[Collected data entries]
================
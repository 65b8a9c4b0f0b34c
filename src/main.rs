use anyhow::Result;
use tracing::info;

use browser_artefacts::{cli, config, logging, util};

fn main() -> Result<()> {
    let cli_opts = cli::parse();
    let mut loaded = config::load_config(cli_opts.config_path.as_deref())?;
    util::apply_cli_overrides(&mut loaded.config, &cli_opts);
    logging::init_logging(&util::log_settings(&loaded.config, &cli_opts))?;

    let summary = util::run(
        &loaded,
        &cli_opts.root,
        cli_opts.user_filter(),
        &cli_opts.output_directory,
    )?;

    info!(
        "browser-artefacts run finished: {} of {} records kept, output={}",
        summary.stats.records_kept,
        summary.stats.records_collected,
        summary.output_path.display()
    );
    Ok(())
}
================
◆ TASK GOAL
Faithfully reproduce all of the records, character for character.

◆ SOLUTION
repository 65b8a9c4b0f0b34c
filename src/main.rs
use anyhow::Result;
use tracing::info;

use browser_artefacts::{cli, config, logging, util};

fn main() -> Result<()> {
    let cli_opts = cli::parse();
    let mut loaded = config::load_config(cli_opts.config_path.as_deref())?;
    util::apply_cli_overrides(&mut loaded.config, &cli_opts);
    logging::init_logging(&util::log_settings(&loaded.config, &cli_opts))?;

    let summary = util::run(
        &loaded,
        &cli_opts.root,
        cli_opts.user_filter(),
        &cli_opts.output_directory,
    )?;

    info!(
        "browser-artefacts run finished: {} of {} records kept, output={}",
        summary.stats.records_kept,
        summary.stats.records_collected,
        summary.output_path.display()
    );
    Ok(())
}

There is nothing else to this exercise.